December 5, 2013 at 2:10 p.m.
The county is gradually coming to the end of a process that has been building a comprehensive emergency radio network. The tasks began in 2009 when the County Board approved participating in the ARMER program, a statewide two-way radio matrix. The statewide system, and Chisago County, went live in July 2012. The latest phase of projects here includes enhancing transmission and reception in the northwest part Chisago County.
The county commissioners unanimously supported moving forward on this at their last meeting. When earlier studies were done reception and transmission difficulties were identified in this corner of the county; but the potential for serious problems due to signal strength was less than more heavily populated areas of the county, that were generating a greater number of emergency service calls. The Nessel project became “Phase Two.” In the meantime, the Township Board has worked with the county to secure space to locate equipment next to the township hall. At their last meeting the county commissioners agreed to go ahead on purchase and installation of the planned-for Nessel equipment, for about $470,000.
Waiting also allows the county to cooperate with a state “in kind grant” that provides state technicians to help install and “optimize” the network at a savings to Chisago County of $140,000, the county board was told. The commissioners also approved new small storage buildings for ground equipment at Taylors Falls and Wyoming tower sites. These are an estimated $82,000. The build-out over the last few years entailed erecting new towers in Center City, and in Almelund, placing new transmitters on water towers and providing new radio equipment for fire and law enforcement.

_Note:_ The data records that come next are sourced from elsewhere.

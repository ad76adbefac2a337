use criterion::{criterion_group, criterion_main, Criterion};

use wmlkit::binary::{write_binary, BinarySchema};
use wmlkit::parser::read;

fn bench_config(c: &mut Criterion) {
    c.bench_function("config", |b| {
        b.iter(|| {
            let input = String::from("\
#textdomain wesnoth-lib
[scenario]
    name=_ \"The Elves Besieged\"
    turns=24
    [side]
        controller=human
        gold=100
        [unit]
            type=Elvish Fighter
            x,y=11,23
        [/unit]
    [/side]
    [side]
        controller=ai
        gold=120
    [/side]
[/scenario]
");

            let cfg = read(&input).unwrap();

            let mut schema = BinarySchema::new();
            write_binary(&cfg, &mut schema).unwrap();
        })
    });
}

criterion_group!(benches, bench_config);
criterion_main!(benches);
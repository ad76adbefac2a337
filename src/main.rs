use docopt::Docopt;

use wmlkit::run::{self, Args, USAGE};

fn main() {
    let args: Args = Docopt::new(USAGE)
        .and_then(|d| d.deserialize())
        .unwrap_or_else(|e| e.exit());

    run::args(&args);
}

MN allied emergency radio response matrix nearly done as a total project
In its Fall 2013 status report on the ARMER buildout; the Office of Statewide Communications (Dept of Public Safety) reported that 95 percent of the backbone for ARMER is complete. There are 324 tower sites (see our area map) and 309 of these are considered to be “on the air” in some level of service. From the total 10 are “in progress” and close to going live and 12 sites are still being acquired. There are 16 sites where connectivity isn’t totally completed and microwave and RF deployment are nearing completion.